The hedging or buying insurance would be a short term trade that goes in the other direction in a market crash. The goal would be to sell these and buy more of TSLA. So, it would be the situation 3 that you describe above.

I am not thinking of selling my TSLA shares, either because of worry of crash or attempting to time the market. This is not worth because I am horrendous at timing the market. However, I want to continue growing the number of shares in my portfolio. That means, trying to make some extra $$ via trading. Also, my life situation does not require me to sell anything at least for 15 more years.

When the market crashes - everything crashes with it. There are some few exceptions - but by and large all the stocks in my account will fall. In March, when the entire market crashed due to the pandemic worries, so did TSLA. But I had no free cash to purchase more shares. My other stocks were AAPL, COST, PYPL - all of which also dropped by over 40%. I did end up selling some AAPL to buy more TSLA at the time - but that was at a low price.

Recently, I saw a couple of posts by @UnknownSoldier that talked about using SPY puts to hedge the market. I had never considered that as an option strategy before, so was interested in learning more details. So I searched the forum and found some older posts with other folks mentioning similar strategy. See example below - this sounds interesting as a way of hedging and I would be very much interested in learning of similar strategies folks are using. The way I see it, these puts can be sold during a market crash to buy more shares of TSLA. If the market doesn't crash, I lose the money spent in buying the puts - but then the rest of my portfolio is looking good.

Small. You don't need a big hedge position to effectively hedge shares as it turns out.

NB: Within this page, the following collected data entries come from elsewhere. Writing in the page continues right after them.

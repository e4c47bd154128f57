//! Error types for xmcl-edge.

/// Failure of a translation job.
///
/// Configuration errors have their own [`ConfigError`](crate::config::ConfigError)
/// and are only seen at startup.
#[derive(Debug, thiserror::Error)]
pub enum EdgeError {
    /// Storage error.
    #[error("storage error: {0}")]
    Storage(#[from] StorageError),

    /// Translation backend error.
    #[error("backend error: {0}")]
    Backend(#[from] BackendError),
}

/// Storage layer errors.
#[derive(Debug, thiserror::Error)]
pub enum StorageError {
    /// Database error.
    #[error("database error: {0}")]
    Database(#[from] sqlx::Error),

    /// Migration error.
    #[error("migration error: {0}")]
    Migration(String),

    /// A stored row could not be decoded.
    #[error("corrupt row: {0}")]
    Corrupt(String),
}

/// Translation backend errors.
#[derive(Debug, thiserror::Error)]
pub enum BackendError {
    /// Request could not be sent or the body could not be read.
    #[error("transport error: {0}")]
    Transport(#[from] reqwest::Error),

    /// Backend answered with a non-success status and no structured error.
    #[error("backend returned HTTP {status}: {body}")]
    Status {
        /// HTTP status code.
        status: u16,
        /// Response body, possibly truncated.
        body: String,
    },

    /// Backend answered with `{"error": {...}}`.
    #[error("backend error {code}: {message} ({kind})")]
    Api {
        /// Backend error code.
        code: String,
        /// Human readable message.
        message: String,
        /// Backend error type.
        kind: String,
    },

    /// A success reply that is not a chat completion.
    #[error("malformed backend reply: {0}")]
    Decode(#[from] serde_json::Error),

    /// A reply without any choices.
    #[error("backend reply had no choices")]
    EmptyReply,

    /// The API key environment variable is not set.
    #[error("missing API key: environment variable {0} is not set")]
    MissingApiKey(String),
}

/// Result type alias for backend operations.
pub type BackendResult<T> = std::result::Result<T, BackendError>;
//! Relay endpoint: `GET /group/:id[?client=<id>]`.

use crate::server::EdgeServer;
use crate::session::Session;
use axum::extract::ws::WebSocketUpgrade;
use axum::extract::{Path, Query};
use axum::http::StatusCode;
use axum::response::{IntoResponse, Response};
use axum::Extension;
use edge_types::{ClientId, GroupId};
use serde::Deserialize;
use std::sync::Arc;

/// Query parameters accepted on join.
#[derive(Debug, Default, Deserialize)]
pub struct JoinParams {
    /// Client id hint; counts as the first identity seen.
    pub client: Option<String>,
}

/// Upgrade to a WebSocket and join the group.
///
/// Plain HTTP requests get `501 Not Implemented`.
pub async fn group_handler(
    Path(id): Path<String>,
    Query(params): Query<JoinParams>,
    Extension(server): Extension<Arc<EdgeServer>>,
    upgrade: Option<WebSocketUpgrade>,
) -> Response {
    let Some(upgrade) = upgrade else {
        return (StatusCode::NOT_IMPLEMENTED, "Not Implemented").into_response();
    };

    let group = match GroupId::new(id) {
        Ok(group) => group,
        Err(e) => return (StatusCode::BAD_REQUEST, e.to_string()).into_response(),
    };

    let hint = params
        .client
        .filter(|c| !c.is_empty())
        .map(ClientId::new);

    upgrade.on_upgrade(move |socket| Session::new(server, group, hint).run(socket))
}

A wise man at WSB once told me that shares are "options that never expire, with a delta of 1". So really I took an absolutely tiny position in the lowest strike OTM SPY puts I could buy, they literally costed me $0.05 a contract, if there is a crash they will launch into orbit because of VIX spiking. I did the same thing in January.
 
I personally prefer to use SPY puts rather than TSLA puts for hedging although I only rarely do this (March/April was an obvious time). TSLA options are very expensive due to high IV so it is cheaper to "insure" using SPY puts. Also, as the market falls overall, the SPY option become relatively more expensive due to increased IV so you get the double benefit of the SPY puts increasing due to the market falling + IV increasing.
 
Excellent thread. I’m trying to position myself for any short term dip due to Covid19 wave 2. Like most of us on this forum my portfolio is Tesla heavy and Tesla can be volatile. Here are some of the options I’m thinking about.

1. Buy SPY or IWO puts. I follow this guy on Twitter and he is usually pretty solid with predicting short term and long term trends based on technical analysis and market conditions. He does not recommend buying puts until the downtrend is confirmed. Worth a follow for sure for his long term investing thoughts.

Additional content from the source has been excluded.